Nós vemos como o tempo em que vivemos continua a ser marcado pelo esquecimento e surdez a Deus. Penso, então, que precisamos
aprender a lição mais simples e mais fundamental do Concílio e isso é
que o Cristianismo na sua essência consiste na fé em Deus, que é Amor
trinitário, e no encontro pessoal e comunitário com Cristo, que orienta e
conduz a vida. Tudo o mais é conseqüência. A coisa importante
hoje, próprio como era no desejo dos Padres conciliares, é que se veja –
de novo, com clareza – que Deus é presente, nos interessa, nos
responde. E que, no entanto, quando falta fé em Deus, cai o que é
essencial, porque o homem perde a sua dignidade profunda e o que o
torna grande sua humanidade, contra cada reducionismo.

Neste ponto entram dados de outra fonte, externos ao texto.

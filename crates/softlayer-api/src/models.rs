//! SoftLayer data models for VLANs, subnets, the product catalog and billing.
//!
//! Field names follow the API's camelCase. Relational properties are optional because
//! they are only present when requested through an object mask.

use chrono::{DateTime, FixedOffset};
use serde::{Deserialize, Deserializer, Serialize};
use softlayer_core::ids::{
    BillingItemId, HardwareId, ItemId, LocationId, OrderId, PackageId, PriceId, SubnetId,
    VlanId,
};

/// Complex type name of a VLAN order container.
pub const VLAN_ORDER_COMPLEX_TYPE: &str = "SoftLayer_Container_Product_Order_Network_Vlan";

/// Datacenter location (`SoftLayer_Location_Datacenter`).
#[derive(Debug, Clone, Default, Serialize, Deserialize, PartialEq, Eq)]
#[serde(rename_all = "camelCase")]
pub struct Location {
    /// Location id.
    #[serde(default, skip_serializing_if = "Option::is_none")]
    pub id: Option<LocationId>,
    /// Short name, e.g. `dal09`.
    #[serde(default, skip_serializing_if = "Option::is_none")]
    pub name: Option<String>,
    /// Descriptive name.
    #[serde(default, skip_serializing_if = "Option::is_none")]
    pub long_name: Option<String>,
}

/// Hardware record; VLAN routers are hardware (`SoftLayer_Hardware`).
#[derive(Debug, Clone, Default, Serialize, Deserialize, PartialEq, Eq)]
#[serde(rename_all = "camelCase")]
pub struct Hardware {
    /// Hardware id.
    #[serde(default, skip_serializing_if = "Option::is_none")]
    pub id: Option<HardwareId>,
    /// Hostname, e.g. `bcr01a.dal09`.
    #[serde(default, skip_serializing_if = "Option::is_none")]
    pub hostname: Option<String>,
    /// Datacenter the hardware lives in.
    #[serde(default, skip_serializing_if = "Option::is_none")]
    pub datacenter: Option<Location>,
}

/// Package type reference nested in a package.
#[derive(Debug, Clone, Serialize, Deserialize, PartialEq, Eq)]
#[serde(rename_all = "camelCase")]
pub struct PackageTypeRef {
    /// Package type key name.
    pub key_name: String,
}

/// Product catalog package (`SoftLayer_Product_Package`).
#[derive(Debug, Clone, Serialize, Deserialize, PartialEq, Eq)]
#[serde(rename_all = "camelCase")]
pub struct ProductPackage {
    /// Package id.
    pub id: PackageId,
    /// Package name.
    #[serde(default, skip_serializing_if = "Option::is_none")]
    pub name: Option<String>,
    /// Package description.
    #[serde(default, skip_serializing_if = "Option::is_none")]
    pub description: Option<String>,
    /// Active flag (1 or 0).
    #[serde(default, skip_serializing_if = "Option::is_none")]
    pub is_active: Option<u8>,
    /// Package type.
    #[serde(default, rename = "type", skip_serializing_if = "Option::is_none")]
    pub package_type: Option<PackageTypeRef>,
}

/// A price attached to a catalog item (`SoftLayer_Product_Item_Price`).
#[derive(Debug, Clone, Serialize, Deserialize, PartialEq)]
#[serde(rename_all = "camelCase")]
pub struct ProductItemPrice {
    /// Price id referenced by orders.
    pub id: PriceId,
    /// Location group the price is restricted to, if any.
    #[serde(default, skip_serializing_if = "Option::is_none")]
    pub location_group_id: Option<u64>,
    /// Monthly fee.
    #[serde(
        default,
        deserialize_with = "lenient_f64",
        skip_serializing_if = "Option::is_none"
    )]
    pub recurring_fee: Option<f64>,
}

/// Orderable catalog item (`SoftLayer_Product_Item`).
#[derive(Debug, Clone, Serialize, Deserialize, PartialEq)]
#[serde(rename_all = "camelCase")]
pub struct ProductItem {
    /// Item id.
    pub id: ItemId,
    /// Key name, e.g. `PUBLIC_NETWORK_VLAN`.
    pub key_name: String,
    /// Description.
    #[serde(default, skip_serializing_if = "Option::is_none")]
    pub description: Option<String>,
    /// Capacity (addresses for subnet items).
    #[serde(
        default,
        deserialize_with = "lenient_f64",
        skip_serializing_if = "Option::is_none"
    )]
    pub capacity: Option<f64>,
    /// Prices in catalog order.
    #[serde(default)]
    pub prices: Vec<ProductItemPrice>,
}

/// Price reference inside an order.
#[derive(Debug, Clone, Copy, Serialize, Deserialize, PartialEq, Eq)]
pub struct PriceRef {
    /// Price id.
    pub id: PriceId,
}

/// VLAN order container (`SoftLayer_Container_Product_Order_Network_Vlan`).
#[derive(Debug, Clone, Serialize, Deserialize, PartialEq, Eq)]
#[serde(rename_all = "camelCase")]
pub struct VlanOrder {
    /// Complex type marker required by `placeOrder`.
    pub complex_type: String,
    /// Package the prices belong to.
    pub package_id: PackageId,
    /// Location id, sent as a string.
    pub location: String,
    /// Number of VLANs.
    pub quantity: u32,
    /// VLAN price followed by subnet price.
    pub prices: Vec<PriceRef>,
    /// Router to attach the VLAN to.
    #[serde(default, skip_serializing_if = "Option::is_none")]
    pub router_id: Option<HardwareId>,
}

impl VlanOrder {
    /// Build a single-VLAN order.
    #[must_use]
    pub fn new(package_id: PackageId, location: LocationId, prices: Vec<PriceRef>) -> Self {
        Self {
            complex_type: VLAN_ORDER_COMPLEX_TYPE.to_string(),
            package_id,
            location: location.to_string(),
            quantity: 1,
            prices,
            router_id: None,
        }
    }

    /// Attach the order to a router.
    #[must_use]
    pub fn with_router(mut self, router_id: HardwareId) -> Self {
        self.router_id = Some(router_id);
        self
    }
}

/// Receipt returned by `placeOrder` (`SoftLayer_Container_Product_Order_Receipt`).
#[derive(Debug, Clone, Serialize, Deserialize, PartialEq, Eq)]
#[serde(rename_all = "camelCase")]
pub struct OrderReceipt {
    /// Id of the placed order.
    #[serde(default, skip_serializing_if = "Option::is_none")]
    pub order_id: Option<OrderId>,
    /// Time the order was placed.
    #[serde(default, skip_serializing_if = "Option::is_none")]
    pub order_date: Option<DateTime<FixedOffset>>,
}

/// Billing item (`SoftLayer_Billing_Item`).
#[derive(Debug, Clone, Default, Serialize, Deserialize, PartialEq)]
#[serde(rename_all = "camelCase")]
pub struct BillingItem {
    /// Billing item id.
    #[serde(default, skip_serializing_if = "Option::is_none")]
    pub id: Option<BillingItemId>,
    /// Monthly fee.
    #[serde(
        default,
        deserialize_with = "lenient_f64",
        skip_serializing_if = "Option::is_none"
    )]
    pub recurring_fee: Option<f64>,
    /// Scheduled cancellation time.
    #[serde(default, skip_serializing_if = "Option::is_none")]
    pub cancellation_date: Option<DateTime<FixedOffset>>,
}

/// Subnet attached to a VLAN (`SoftLayer_Network_Subnet`).
#[derive(Debug, Clone, Serialize, Deserialize, PartialEq, Eq)]
#[serde(rename_all = "camelCase")]
pub struct Subnet {
    /// Subnet id.
    #[serde(default, skip_serializing_if = "Option::is_none")]
    pub id: Option<SubnetId>,
    /// Network address.
    pub network_identifier: String,
    /// Prefix length.
    pub cidr: u8,
    /// Subnet type, e.g. `PRIMARY` or `ADDITIONAL_PRIMARY`.
    pub subnet_type: String,
}

/// Network VLAN (`SoftLayer_Network_Vlan`).
#[derive(Debug, Clone, Serialize, Deserialize, PartialEq)]
#[serde(rename_all = "camelCase")]
pub struct NetworkVlan {
    /// VLAN id.
    pub id: VlanId,
    /// Label.
    #[serde(default, skip_serializing_if = "Option::is_none")]
    pub name: Option<String>,
    /// VLAN number on the router.
    #[serde(default, skip_serializing_if = "Option::is_none")]
    pub vlan_number: Option<u32>,
    /// Primary router.
    #[serde(default, skip_serializing_if = "Option::is_none")]
    pub primary_router: Option<Hardware>,
    /// Billing item; absent on provider-managed VLANs.
    #[serde(default, skip_serializing_if = "Option::is_none")]
    pub billing_item: Option<BillingItem>,
    /// Number of guest network components attached.
    #[serde(default, skip_serializing_if = "Option::is_none")]
    pub guest_network_component_count: Option<u32>,
    /// Attached subnets.
    #[serde(default, skip_serializing_if = "Option::is_none")]
    pub subnets: Option<Vec<Subnet>>,
}

/// Error body returned by the REST endpoint.
#[derive(Debug, Clone, Deserialize, PartialEq, Eq)]
pub(crate) struct ApiErrorBody {
    pub error: String,
    #[serde(default)]
    pub code: Option<String>,
}

/// Float properties arrive as strings (`"0.00"`) or numbers depending on the endpoint.
fn lenient_f64<'de, D>(deserializer: D) -> Result<Option<f64>, D::Error>
where
    D: Deserializer<'de>,
{
    #[derive(Deserialize)]
    #[serde(untagged)]
    enum Raw {
        Number(f64),
        Text(String),
    }

    match Option::<Raw>::deserialize(deserializer)? {
        None => Ok(None),
        Some(Raw::Number(value)) => Ok(Some(value)),
        Some(Raw::Text(text)) => text
            .trim()
            .parse::<f64>()
            .map(Some)
            .map_err(serde::de::Error::custom),
    }
}
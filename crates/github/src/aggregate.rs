//! Sequential fetch-and-classify over a list of issue identifiers.
//!
//! [`IssueAggregator`] fetches each issue in input order, one request at a
//! time, and folds the records into [`Buckets`]. A failure that survives the
//! retry policy aborts the whole run; no partial buckets are returned.

use tracing::{debug, info, instrument};
use triage_protocol::{Buckets, IssueReference};

use crate::error::{Error, Result};
use crate::retry::RetryPolicy;
use crate::transport::{IssueTransport, RateLimitedTransport};

/// Fetches issues and classifies them by label.
#[derive(Debug)]
pub struct IssueAggregator<T> {
    transport: RateLimitedTransport<T>,
}

impl<T: IssueTransport> IssueAggregator<T> {
    /// Creates an aggregator over `transport`, retrying per `policy`.
    #[must_use]
    pub fn new(transport: T, policy: RetryPolicy) -> Self {
        Self {
            transport: RateLimitedTransport::new(transport, policy),
        }
    }

    /// Fetches every identifier in order and returns the classified buckets.
    ///
    /// # Errors
    ///
    /// Returns [`Error::NoIssues`] if `identifiers` is empty, or
    /// [`Error::Issue`] naming the first issue whose fetch failed.
    #[instrument(skip_all, fields(count = identifiers.len()))]
    pub async fn aggregate(&self, identifiers: &[IssueReference]) -> Result<Buckets> {
        if identifiers.is_empty() {
            return Err(Error::NoIssues);
        }

        let mut records = Vec::with_capacity(identifiers.len());
        for reference in identifiers {
            debug!(issue = %reference, "fetching issue");
            let record =
                self.transport
                    .fetch(reference)
                    .await
                    .map_err(|source| Error::Issue {
                        number: reference.number(),
                        source: Box::new(source),
                    })?;
            debug!(issue = %reference, labels = ?record.labels, "fetched issue");
            records.push(record);
        }

        let buckets = Buckets::from_records(records);
        info!(
            bugs = buckets.bugs.len(),
            new_features = buckets.new_features.len(),
            other = buckets.other.len(),
            "classified issues"
        );
        Ok(buckets)
    }
}
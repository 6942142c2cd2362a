//! Label-based classification of issues into buckets.
//!
//! Each issue lands in exactly one bucket, decided by the first matching
//! label in a fixed priority order:
//!
//! | Priority | Label | Bucket |
//! |----------|-------|--------|
//! | 1 | `Bug` | Bugs |
//! | 2 | `New Feature` | New Features |
//! | - | (anything else) | Other |
//!
//! Label matching is exact and case-sensitive.
//!
//! # Example
//!
//! ```
//! use triage_protocol::{Buckets, Classification, IssueRecord};
//!
//! let records = vec![
//!     IssueRecord::new(1, "Crash", vec!["Bug".to_string()]),
//!     IssueRecord::new(2, "Dark mode", vec!["New Feature".to_string()]),
//!     IssueRecord::new(3, "Docs", vec![]),
//! ];
//!
//! let buckets = Buckets::from_records(records);
//! assert_eq!(buckets.bugs.len(), 1);
//! assert_eq!(buckets.new_features.len(), 1);
//! assert_eq!(buckets.other.len(), 1);
//! assert_eq!(Classification::of(&buckets.other[0]), Classification::Other);
//! ```

use serde::Serialize;

use crate::issue::IssueRecord;

/// Label that places an issue in the Bugs bucket.
pub const BUG_LABEL: &str = "Bug";

/// Label that places an issue in the New Features bucket.
pub const NEW_FEATURE_LABEL: &str = "New Feature";

/// The bucket an issue belongs to.
#[derive(Debug, Clone, Copy, PartialEq, Eq, Hash, Serialize)]
#[serde(rename_all = "snake_case")]
pub enum Classification {
    /// The issue carries the `Bug` label.
    Bug,
    /// The issue carries `New Feature` but not `Bug`.
    NewFeature,
    /// Neither label is present.
    Other,
}

impl Classification {
    /// Returns the classification for a list of label names.
    ///
    /// `Bug` wins over `New Feature` regardless of label order.
    ///
    /// # Examples
    ///
    /// ```
    /// use triage_protocol::Classification;
    ///
    /// let labels = vec!["New Feature".to_string(), "Bug".to_string()];
    /// assert_eq!(Classification::from_labels(&labels), Classification::Bug);
    ///
    /// let labels = vec!["Weekly".to_string()];
    /// assert_eq!(Classification::from_labels(&labels), Classification::Other);
    /// ```
    #[must_use]
    pub fn from_labels(labels: &[String]) -> Self {
        // Priority order, first match wins
        const RULES: &[(&str, Classification)] = &[
            (BUG_LABEL, Classification::Bug),
            (NEW_FEATURE_LABEL, Classification::NewFeature),
        ];

        for &(label, classification) in RULES {
            if labels.iter().any(|l| l == label) {
                return classification;
            }
        }

        Self::Other
    }

    /// Returns the classification of an issue record.
    #[must_use]
    pub fn of(record: &IssueRecord) -> Self {
        Self::from_labels(&record.labels)
    }

    /// Returns the heading used when printing this bucket.
    #[must_use]
    pub const fn heading(self) -> &'static str {
        match self {
            Self::Bug => "Bugs",
            Self::NewFeature => "New Features",
            Self::Other => "Other",
        }
    }

    /// Returns all classifications in report order.
    #[must_use]
    pub const fn all() -> [Self; 3] {
        [Self::Bug, Self::NewFeature, Self::Other]
    }
}

/// Issues grouped by classification.
///
/// Within each bucket, records keep the order in which they were added.
#[derive(Debug, Clone, Default, PartialEq, Eq, Serialize)]
pub struct Buckets {
    /// Issues labelled `Bug`.
    pub bugs: Vec<IssueRecord>,
    /// Issues labelled `New Feature` (and not `Bug`).
    pub new_features: Vec<IssueRecord>,
    /// Everything else.
    pub other: Vec<IssueRecord>,
}

impl Buckets {
    /// Creates empty buckets.
    #[must_use]
    pub fn new() -> Self {
        Self::default()
    }

    /// Classifies every record, preserving input order within each bucket.
    #[must_use]
    pub fn from_records(records: impl IntoIterator<Item = IssueRecord>) -> Self {
        records.into_iter().fold(Self::new(), |mut buckets, record| {
            buckets.push(record);
            buckets
        })
    }

    /// Classifies a record and appends it to the matching bucket.
    ///
    /// Returns the classification that was applied.
    pub fn push(&mut self, record: IssueRecord) -> Classification {
        let classification = Classification::of(&record);
        self.bucket_mut(classification).push(record);
        classification
    }

    /// Returns the records in the given bucket.
    #[must_use]
    pub fn bucket(&self, classification: Classification) -> &[IssueRecord] {
        match classification {
            Classification::Bug => &self.bugs,
            Classification::NewFeature => &self.new_features,
            Classification::Other => &self.other,
        }
    }

    fn bucket_mut(&mut self, classification: Classification) -> &mut Vec<IssueRecord> {
        match classification {
            Classification::Bug => &mut self.bugs,
            Classification::NewFeature => &mut self.new_features,
            Classification::Other => &mut self.other,
        }
    }

    /// Returns the total number of records across all buckets.
    #[must_use]
    pub fn len(&self) -> usize {
        self.bugs.len() + self.new_features.len() + self.other.len()
    }

    /// Returns `true` if no records have been classified.
    #[must_use]
    pub fn is_empty(&self) -> bool {
        self.len() == 0
    }
}

impl FromIterator<IssueRecord> for Buckets {
    fn from_iter<I: IntoIterator<Item = IssueRecord>>(iter: I) -> Self {
        Self::from_records(iter)
    }
}
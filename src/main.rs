//! triage - fetch GitHub issues by number and bucket them by label.
//!
//! Usage: `triage <path-to-input-file> <auth-token>`
//!
//! Logs go to stderr (filter with `TRIAGE_LOG` or `RUST_LOG`); the report
//! goes to stdout.

mod cli;
mod report;

use std::time::Duration;

use anyhow::Context;
use clap::Parser;
use tracing::info;
use tracing_subscriber::EnvFilter;
use triage_config::Config;
use triage_github::{GitHubClient, IssueAggregator, RetryPolicy};

use crate::cli::Cli;

/// Environment variable holding the log filter, checked before `RUST_LOG`.
const LOG_ENV: &str = "TRIAGE_LOG";

#[tokio::main]
async fn main() -> anyhow::Result<()> {
    init_tracing();

    // Exits with usage before anything touches the network
    let cli = Cli::parse();

    run(cli).await
}

fn init_tracing() {
    let filter = std::env::var(LOG_ENV)
        .ok()
        .and_then(|directives| EnvFilter::try_new(directives).ok())
        .or_else(|| EnvFilter::try_from_default_env().ok())
        .unwrap_or_else(|| EnvFilter::new("info"));

    tracing_subscriber::fmt()
        .with_env_filter(filter)
        .with_writer(std::io::stderr)
        .init();
}

async fn run(cli: Cli) -> anyhow::Result<()> {
    let config = Config::from_env().context("failed to load configuration")?;

    let identifiers = triage_protocol::read_identifiers(&cli.input)
        .with_context(|| format!("failed to read issue list from {}", cli.input.display()))?;

    let client = match config.api_url.as_deref() {
        Some(base_uri) => GitHubClient::with_base_uri(cli.token(), base_uri).await,
        None => GitHubClient::new(cli.token()).await,
    }
    .context("failed to create GitHub client")?
    .with_default_retry_after(Duration::from_secs(config.retry.default_retry_after_secs));

    info!(
        repository = %config.repository,
        issues = identifiers.len(),
        "aggregating issues"
    );

    let aggregator = IssueAggregator::new(
        client.repository(config.repository.owner(), config.repository.repo()),
        RetryPolicy::from(&config.retry),
    );
    let buckets = aggregator
        .aggregate(&identifiers)
        .await
        .context("failed to aggregate issues")?;

    report::write_report(&buckets, &mut std::io::stdout().lock())
}
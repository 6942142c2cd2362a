//! In-memory transport for tests and demonstrations.
//!
//! [`ScriptedTransport`] replays a fixed sequence of attempt outcomes, one
//! per call, regardless of which issue is requested. It lets the retry and
//! aggregation logic be exercised without touching the network.
//!
//! # Examples
//!
//! ```
//! use triage_github::dummy::{ScriptedTransport, issue, rate_limited};
//! use triage_github::{IssueAggregator, RetryPolicy};
//! use triage_protocol::parse_identifiers;
//!
//! # #[tokio::main(flavor = "current_thread")]
//! # async fn main() -> triage_github::Result<()> {
//! let transport = ScriptedTransport::new(vec![
//!     Err(rate_limited(0)),
//!     Ok(issue(42, "Crash on launch", &["Bug"])),
//! ]);
//! let aggregator = IssueAggregator::new(&transport, RetryPolicy::default());
//!
//! let identifiers = parse_identifiers("Issue\n42\n").unwrap();
//! let buckets = aggregator.aggregate(&identifiers).await?;
//! assert_eq!(buckets.bugs.len(), 1);
//! assert_eq!(transport.calls(), 2);
//! # Ok(())
//! # }
//! ```

use std::collections::VecDeque;
use std::sync::Mutex;
use std::sync::atomic::{AtomicUsize, Ordering};
use std::time::Duration;

use triage_protocol::{IssueRecord, IssueReference};

use crate::error::Error;
use crate::retry::FetchFailure;
use crate::transport::{FetchResult, IssueTransport};

/// A transport that replays scripted outcomes in order.
///
/// Once the script runs out, every further call fails with a 404 status.
#[derive(Debug, Default)]
pub struct ScriptedTransport {
    script: Mutex<VecDeque<FetchResult>>,
    calls: AtomicUsize,
    requested: Mutex<Vec<u64>>,
}

impl ScriptedTransport {
    /// Creates a transport that returns `script` entries one per call.
    #[must_use]
    pub fn new(script: Vec<FetchResult>) -> Self {
        Self {
            script: Mutex::new(script.into()),
            calls: AtomicUsize::new(0),
            requested: Mutex::new(Vec::new()),
        }
    }

    /// Creates a transport that answers each issue successfully, in order.
    #[must_use]
    pub fn succeeding(records: Vec<IssueRecord>) -> Self {
        Self::new(records.into_iter().map(Ok).collect())
    }

    /// Returns how many fetch attempts have been made.
    #[must_use]
    pub fn calls(&self) -> usize {
        self.calls.load(Ordering::SeqCst)
    }

    /// Returns the issue numbers requested, in call order.
    #[must_use]
    pub fn requested(&self) -> Vec<u64> {
        self.requested
            .lock()
            .map(|requested| requested.clone())
            .unwrap_or_default()
    }
}

impl IssueTransport for ScriptedTransport {
    async fn fetch_issue(&self, reference: &IssueReference) -> FetchResult {
        self.calls.fetch_add(1, Ordering::SeqCst);
        if let Ok(mut requested) = self.requested.lock() {
            requested.push(reference.number());
        }

        let next = self
            .script
            .lock()
            .ok()
            .and_then(|mut script| script.pop_front());

        next.unwrap_or_else(|| {
            Err(FetchFailure::Other(Error::Status {
                status: 404,
                message: format!("no scripted response for issue {reference}"),
            }))
        })
    }
}

/// Builds an issue record with the given labels.
#[must_use]
pub fn issue(number: u64, title: &str, labels: &[&str]) -> IssueRecord {
    IssueRecord::new(
        number,
        title,
        labels.iter().map(|label| (*label).to_string()).collect(),
    )
}

/// Builds a quota-exhausted failure with the given delay.
#[must_use]
pub fn rate_limited(retry_after_secs: u64) -> FetchFailure {
    FetchFailure::RateLimited {
        retry_after: Duration::from_secs(retry_after_secs),
    }
}
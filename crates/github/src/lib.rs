//! GitHub issue fetching and classification for triage.
//!
//! This crate fetches issues one at a time from a GitHub repository,
//! retries requests refused for rate limiting, and classifies the results
//! into label buckets.
//!
//! # Overview
//!
//! The crate provides:
//!
//! - [`GitHubClient`]: The authenticated octocrab-backed API client
//! - [`IssueTransport`]: The one-attempt fetch seam, implemented by
//!   [`RepositoryIssues`] and by [`dummy::ScriptedTransport`] in tests
//! - [`RateLimitedTransport`]: Wraps a transport with retry/backoff
//! - [`RetryPolicy`], [`RetryDecision`] and [`FetchFailure`]: The retry decision
//! - [`IssueAggregator`]: Sequential fetch-and-classify over an identifier list
//! - [`Error`]: Error types for GitHub API operations
//!
//! # Rate Limiting
//!
//! GitHub refuses requests in two ways:
//!
//! - **Quota exhausted**: the primary rate limit. The request is retried once,
//!   after the delay the server indicates, by default.
//! - **Abuse detected**: the secondary rate limit. A warning is logged and the
//!   request fails without a retry.
//!
//! Tokens are handled using [`secrecy::SecretString`] to prevent accidental
//! logging of credentials.
//!
//! # Examples
//!
//! ```no_run
//! use secrecy::SecretString;
//! use triage_github::{GitHubClient, IssueAggregator, RetryPolicy};
//! use triage_protocol::read_identifiers;
//!
//! # async fn example() -> Result<(), Box<dyn std::error::Error>> {
//! let token = SecretString::from("ghp_your_token_here".to_string());
//! let client = GitHubClient::new(token).await?;
//!
//! let identifiers = read_identifiers("issues.csv")?;
//! let aggregator = IssueAggregator::new(client.repository("Expensify", "App"), RetryPolicy::default());
//! let buckets = aggregator.aggregate(&identifiers).await?;
//!
//! println!("{} bugs", buckets.bugs.len());
//! # Ok(())
//! # }
//! ```

pub mod aggregate;
pub mod client;
pub mod dummy;
pub mod error;
pub mod retry;
pub mod transport;

pub use aggregate::IssueAggregator;
pub use client::{GitHubClient, RepositoryIssues};
pub use error::{Error, Result};
pub use retry::{FetchFailure, RetryDecision, RetryPolicy};
pub use transport::{FetchResult, IssueTransport, RateLimitedTransport};
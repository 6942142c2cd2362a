//! Retry settings for rate-limited requests.
//!
//! GitHub signals an exhausted request quota with a 403 or 429 response and
//! tells the client how long to wait. These settings bound how many times a
//! single request may wait and retry, and how long to wait when the server
//! does not say.

/// Default number of retries after a quota-exhausted response.
pub const DEFAULT_RATE_LIMIT_RETRIES: u32 = 1;

/// Default delay when the server gives no retry hint (1 minute).
pub const DEFAULT_RETRY_AFTER_SECS: u64 = 60;

/// Maximum allowed retries per request.
pub const MAX_RATE_LIMIT_RETRIES: u32 = 10;

/// Minimum allowed fallback delay (1 second).
pub const MIN_RETRY_AFTER_SECS: u64 = 1;

/// Maximum allowed fallback delay (1 hour).
pub const MAX_RETRY_AFTER_SECS: u64 = 3600;

/// Configuration for rate-limit retries.
///
/// # Examples
///
/// ```
/// use triage_config::RetryConfig;
///
/// let config = RetryConfig::default();
/// assert_eq!(config.rate_limit_retries, 1);
/// assert_eq!(config.default_retry_after_secs, 60);
///
/// let config = RetryConfig::with_retries(3);
/// assert!(config.validate().is_ok());
/// ```
#[derive(Debug, Clone, Copy, PartialEq, Eq)]
pub struct RetryConfig {
    /// How many times one request may be retried after the quota is exhausted.
    ///
    /// Abuse-detection responses are never retried, whatever this is set to.
    pub rate_limit_retries: u32,

    /// Delay used when a rate-limit response carries no timing headers.
    pub default_retry_after_secs: u64,
}

impl Default for RetryConfig {
    fn default() -> Self {
        Self {
            rate_limit_retries: DEFAULT_RATE_LIMIT_RETRIES,
            default_retry_after_secs: DEFAULT_RETRY_AFTER_SECS,
        }
    }
}

impl RetryConfig {
    /// Creates retry settings with the given retry count and the default delay.
    #[must_use]
    pub fn with_retries(rate_limit_retries: u32) -> Self {
        Self {
            rate_limit_retries,
            ..Self::default()
        }
    }

    /// Validates the retry settings.
    ///
    /// # Errors
    ///
    /// Returns an error if the retry count or fallback delay is outside the
    /// allowed range.
    pub fn validate(&self) -> crate::Result<()> {
        if self.rate_limit_retries > MAX_RATE_LIMIT_RETRIES {
            return Err(crate::ConfigError::InvalidRetry {
                reason: format!(
                    "{} retries exceeds maximum of {}",
                    self.rate_limit_retries, MAX_RATE_LIMIT_RETRIES
                ),
            });
        }

        if !(MIN_RETRY_AFTER_SECS..=MAX_RETRY_AFTER_SECS).contains(&self.default_retry_after_secs)
        {
            return Err(crate::ConfigError::InvalidRetry {
                reason: format!(
                    "default delay {} is outside {}..={} seconds",
                    self.default_retry_after_secs, MIN_RETRY_AFTER_SECS, MAX_RETRY_AFTER_SECS
                ),
            });
        }

        Ok(())
    }
}

#[cfg(test)]
mod tests {
    use super::*;

    #[test]
    fn default_config() {
        let config = RetryConfig::default();
        assert_eq!(config.rate_limit_retries, DEFAULT_RATE_LIMIT_RETRIES);
        assert_eq!(config.default_retry_after_secs, DEFAULT_RETRY_AFTER_SECS);
        assert!(config.validate().is_ok());
    }

    #[test]
    fn zero_retries_is_valid() {
        assert!(RetryConfig::with_retries(0).validate().is_ok());
    }

    #[test]
    fn validate_above_maximum_retries() {
        let config = RetryConfig::with_retries(MAX_RATE_LIMIT_RETRIES + 1);
        assert!(config.validate().is_err());
    }

    #[test]
    fn validate_delay_bounds() {
        let mut config = RetryConfig::default();

        config.default_retry_after_secs = 0;
        assert!(config.validate().is_err());

        config.default_retry_after_secs = MAX_RETRY_AFTER_SECS + 1;
        assert!(config.validate().is_err());

        config.default_retry_after_secs = MIN_RETRY_AFTER_SECS;
        assert!(config.validate().is_ok());

        config.default_retry_after_secs = MAX_RETRY_AFTER_SECS;
        assert!(config.validate().is_ok());
    }
}
//! Command-line arguments.

use std::path::PathBuf;

use clap::Parser;
use secrecy::SecretString;

/// Fetch GitHub issues by number and bucket them by label.
///
/// Issues labelled `Bug` are reported as bugs, those labelled `New Feature`
/// as new features, and everything else as other.
#[derive(Parser)]
#[command(name = "triage", version)]
pub struct Cli {
    /// Path to the issue list: one issue number per line, first line is a header
    pub input: PathBuf,

    /// GitHub personal access token
    token: String,
}

impl Cli {
    /// Returns the token, trimmed, wrapped so it is never printed.
    #[must_use]
    pub fn token(&self) -> SecretString {
        SecretString::from(self.token.trim().to_string())
    }
}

O
Concílio nos recorda que a Igreja, em todos os seus componentes, tem a
tarefa de transmitir a palavra de amor do Deus que salva, para que seja
ouvida e acolhida a chamada divina que contêm em si nossa felicidade
eterna.
Olhando nessa perspectiva para a riqueza contida nos
documentos do Vaticano II, quero apenas nomear as quatro Constituições,
quase os quatro pontos cardeais da bússola capaz de nos orientar. A
Constituição sobre a Sagrada Liturgia “Sacrosanctum Concilium” nos
indica como na Igreja desde o início tem a adoração, tem Deus, tem a
centralidade do mistério da presença de Cristo. E a Igreja, corpo de
Cristo e povo peregrino no tempo, tem como tarefa fundamental glorificar
Deus, como exprime a Constituição Dogmática “Lumen Gentium”. O terceiro
documento que desejo citar é a Constituição sobre a divina Revelação
“Dei Verbum”: a Palavra viva de Deus convoca a Igreja e a vivifica ao
longo de todo seu caminho na história. E o modo no qual a Igreja leva ao
mundo inteiro a luz que recebeu de Deus para que seja glorificado, é o
tema de fundo da Constituição Pastoral “Gaudium et Spes”.
O
Concílio Vaticano II é para nós um forte apelo para redescobrir a cada
dia a beleza de nossa fé, a conhecê-la profundamente para uma relação
mais intensa com o Senhor, a viver até o fundo nossa vocação cristã.
A Virgem Maria, Mãe de Cristo e de toda a Igreja, nos ajude a realizar e
a cumprir o que os Padres Conciliares, animados pelo Espírito Santo,
guardavam no coração: o desejo que todos possam conhecer o Evangelho e
encontrar o Senhor Jesus como caminho, verdade e vida. Obrigado.